----- DATASET EXTRACT

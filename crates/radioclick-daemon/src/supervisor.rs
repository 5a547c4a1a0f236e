/// Playback supervisor: owns the one live audio-output process.
///
/// ```text
///   Supervisor::start()
///         │
///         ├── AudioOutput::launch()   → PlayerProcess + PlayerSignal receiver
///         └── monitor task            ← PlayerSignal (Streaming / Buffering / Exited)
///                                        └── CoreEvent::Playback { generation, .. } → core loop
/// ```
///
/// Every started process gets a fresh generation.  The core loop holds the
/// matching `PlaybackHandle`; `stop` consumes it, and `start` is refused
/// while one is outstanding, so two players can never overlap.  Reports
/// from a superseded generation are dropped by `observe`.
use std::time::Duration;

use async_trait::async_trait;
use radioclick_proto::protocol::{PlaybackHealth, Station};
use radioclick_proto::RadioError;
use tokio::sync::mpsc;
use tokio::time::Instant;
use tracing::{debug, info, warn};

use crate::core::CoreEvent;
use crate::mixer::Mixer;

pub type Generation = u64;

/// Raw liveness signal from a player process.
#[derive(Debug, Clone, PartialEq, Eq)]
pub enum PlayerSignal {
    /// Audio is flowing.
    Streaming,
    /// Connected but waiting for data.
    Buffering,
    /// The process is gone.
    Exited(String),
}

/// What the monitor reports to the core loop.
#[derive(Debug, Clone, PartialEq, Eq)]
pub enum PlaybackEvent {
    Started { generation: Generation },
    Stalled { generation: Generation, reason: String },
    Exited { generation: Generation, reason: String },
}

impl PlaybackEvent {
    pub fn generation(&self) -> Generation {
        match self {
            PlaybackEvent::Started { generation }
            | PlaybackEvent::Stalled { generation, .. }
            | PlaybackEvent::Exited { generation, .. } => *generation,
        }
    }
}

/// Launches player processes.  The mpv implementation lives in `mpv.rs`.
#[async_trait]
pub trait AudioOutput: Send {
    async fn launch(
        &mut self,
        url: &str,
        volume: u8,
    ) -> anyhow::Result<(Box<dyn PlayerProcess>, mpsc::Receiver<PlayerSignal>)>;
}

/// One running player.
#[async_trait]
pub trait PlayerProcess: Send {
    async fn set_volume(&mut self, volume: u8) -> anyhow::Result<()>;
    /// Stop the process and wait until it has exited.
    async fn terminate(&mut self) -> anyhow::Result<()>;
    fn is_running(&mut self) -> bool;
}

/// Proof that a player was started.  Not `Clone`: handing it back to
/// `Supervisor::stop` is the only way to release the audio output.
#[derive(Debug)]
pub struct PlaybackHandle {
    generation: Generation,
    station_index: usize,
}

impl PlaybackHandle {
    pub fn generation(&self) -> Generation {
        self.generation
    }

    pub fn station_index(&self) -> usize {
        self.station_index
    }
}

struct ActivePlayer {
    generation: Generation,
    station: Station,
    process: Box<dyn PlayerProcess>,
    monitor: tokio::task::JoinHandle<()>,
    health: PlaybackHealth,
}

pub struct Supervisor {
    output: Box<dyn AudioOutput>,
    mixer: Mixer,
    volume: u8,
    /// Buffering longer than this after audio started counts as a stall.
    stall_timeout: Duration,
    events_tx: mpsc::Sender<CoreEvent>,
    next_generation: Generation,
    active: Option<ActivePlayer>,
}

impl Supervisor {
    pub fn new(
        output: Box<dyn AudioOutput>,
        mixer: Mixer,
        volume: u8,
        stall_timeout: Duration,
        events_tx: mpsc::Sender<CoreEvent>,
    ) -> Self {
        Self {
            output,
            mixer,
            volume,
            stall_timeout,
            events_tx,
            next_generation: 1,
            active: None,
        }
    }

    /// Launch a player for `station`.  Fails with `StreamUnavailable` if the
    /// process cannot be spawned or connected to before `deadline`, or if the
    /// previous handle was never returned through `stop`.
    ///
    /// `deadline` is the same instant the caller waits on for the first audio,
    /// so launching and confirmation share one startup budget.
    pub async fn start(
        &mut self,
        station_index: usize,
        station: &Station,
        deadline: Instant,
    ) -> Result<PlaybackHandle, RadioError> {
        let unavailable = |reason: String| RadioError::StreamUnavailable {
            station: station.name.clone(),
            reason,
        };

        if let Some(active) = &self.active {
            return Err(unavailable(format!(
                "player generation {} is still active",
                active.generation
            )));
        }

        if let Mixer::Alsa { .. } = self.mixer {
            if let Err(e) = self.mixer.apply(self.volume).await {
                warn!("supervisor: mixer volume not applied: {}", e);
            }
        }

        let generation = self.next_generation;
        self.next_generation += 1;

        let player_volume = self.mixer.player_volume(self.volume);
        let launched =
            tokio::time::timeout_at(deadline, self.output.launch(&station.url, player_volume))
                .await;
        let (process, signals) = match launched {
            Ok(Ok(pair)) => pair,
            Ok(Err(e)) => return Err(unavailable(e.to_string())),
            Err(_) => return Err(unavailable("player did not come up in time".to_string())),
        };

        info!(
            "supervisor: generation {} playing '{}' ({})",
            generation, station.name, station.url
        );
        let monitor = tokio::spawn(monitor_player(
            generation,
            signals,
            self.events_tx.clone(),
            self.stall_timeout,
        ));

        self.active = Some(ActivePlayer {
            generation,
            station: station.clone(),
            process,
            monitor,
            health: PlaybackHealth::Healthy,
        });

        Ok(PlaybackHandle {
            generation,
            station_index,
        })
    }

    /// Terminate the player behind `handle` and wait for it to exit.
    pub async fn stop(&mut self, handle: PlaybackHandle) {
        match self.active.take() {
            Some(mut active) if active.generation == handle.generation => {
                active.monitor.abort();
                if let Err(e) = active.process.terminate().await {
                    warn!(
                        "supervisor: terminating generation {} ('{}'): {}",
                        active.generation, active.station.name, e
                    );
                }
                debug!("supervisor: generation {} stopped", active.generation);
            }
            Some(other) => {
                warn!(
                    "supervisor: stop for generation {} but generation {} is active",
                    handle.generation, other.generation
                );
                self.active = Some(other);
            }
            None => {}
        }
    }

    pub async fn set_volume(&mut self, volume: u8) -> anyhow::Result<()> {
        self.volume = volume;
        match self.mixer {
            Mixer::Player => {
                if let Some(active) = self.active.as_mut() {
                    active.process.set_volume(volume).await?;
                }
                Ok(())
            }
            Mixer::Alsa { .. } => self.mixer.apply(volume).await,
        }
    }

    pub fn health(&mut self) -> PlaybackHealth {
        match self.active.as_mut() {
            None => PlaybackHealth::Terminated,
            Some(active) => {
                if !active.process.is_running() {
                    active.health = PlaybackHealth::Terminated;
                }
                active.health
            }
        }
    }

    /// Fold a monitor report into the tracked health.  Returns false for
    /// reports about a generation that is no longer current.
    pub fn observe(&mut self, event: &PlaybackEvent) -> bool {
        let Some(active) = self.active.as_mut() else {
            return false;
        };
        if active.generation != event.generation() {
            return false;
        }
        active.health = match event {
            PlaybackEvent::Started { .. } => PlaybackHealth::Healthy,
            PlaybackEvent::Stalled { .. } => PlaybackHealth::Stalled,
            PlaybackEvent::Exited { .. } => PlaybackHealth::Terminated,
        };
        true
    }
}

/// Sleep until `deadline`, or forever when there is none.
pub(crate) async fn sleep_until_opt(deadline: Option<Instant>) {
    match deadline {
        Some(at) => tokio::time::sleep_until(at).await,
        None => std::future::pending().await,
    }
}

/// Translate raw player signals into playback events for one generation.
async fn monitor_player(
    generation: Generation,
    mut signals: mpsc::Receiver<PlayerSignal>,
    events_tx: mpsc::Sender<CoreEvent>,
    stall_timeout: Duration,
) {
    let mut started = false;
    let mut stall_deadline: Option<Instant> = None;

    loop {
        let event = tokio::select! {
            signal = signals.recv() => match signal {
                Some(PlayerSignal::Streaming) => {
                    stall_deadline = None;
                    if started {
                        continue;
                    }
                    started = true;
                    PlaybackEvent::Started { generation }
                }
                Some(PlayerSignal::Buffering) => {
                    if started && stall_deadline.is_none() {
                        stall_deadline = Some(Instant::now() + stall_timeout);
                    }
                    continue;
                }
                Some(PlayerSignal::Exited(reason)) => PlaybackEvent::Exited { generation, reason },
                None => PlaybackEvent::Exited {
                    generation,
                    reason: "player signal channel closed".to_string(),
                },
            },
            _ = sleep_until_opt(stall_deadline) => {
                stall_deadline = None;
                PlaybackEvent::Stalled {
                    generation,
                    reason: format!("no audio for {:?}", stall_timeout),
                }
            }
        };

        let last = matches!(event, PlaybackEvent::Exited { .. });
        if events_tx.send(CoreEvent::Playback(event)).await.is_err() || last {
            break;
        }
    }
}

----------

Using the data above, show each line where "task" occurs.

YOUR SOLUTION -
///         └── monitor task            ← PlayerSignal (Streaming / Buffering / Exited)
    monitor: tokio::task::JoinHandle<()>,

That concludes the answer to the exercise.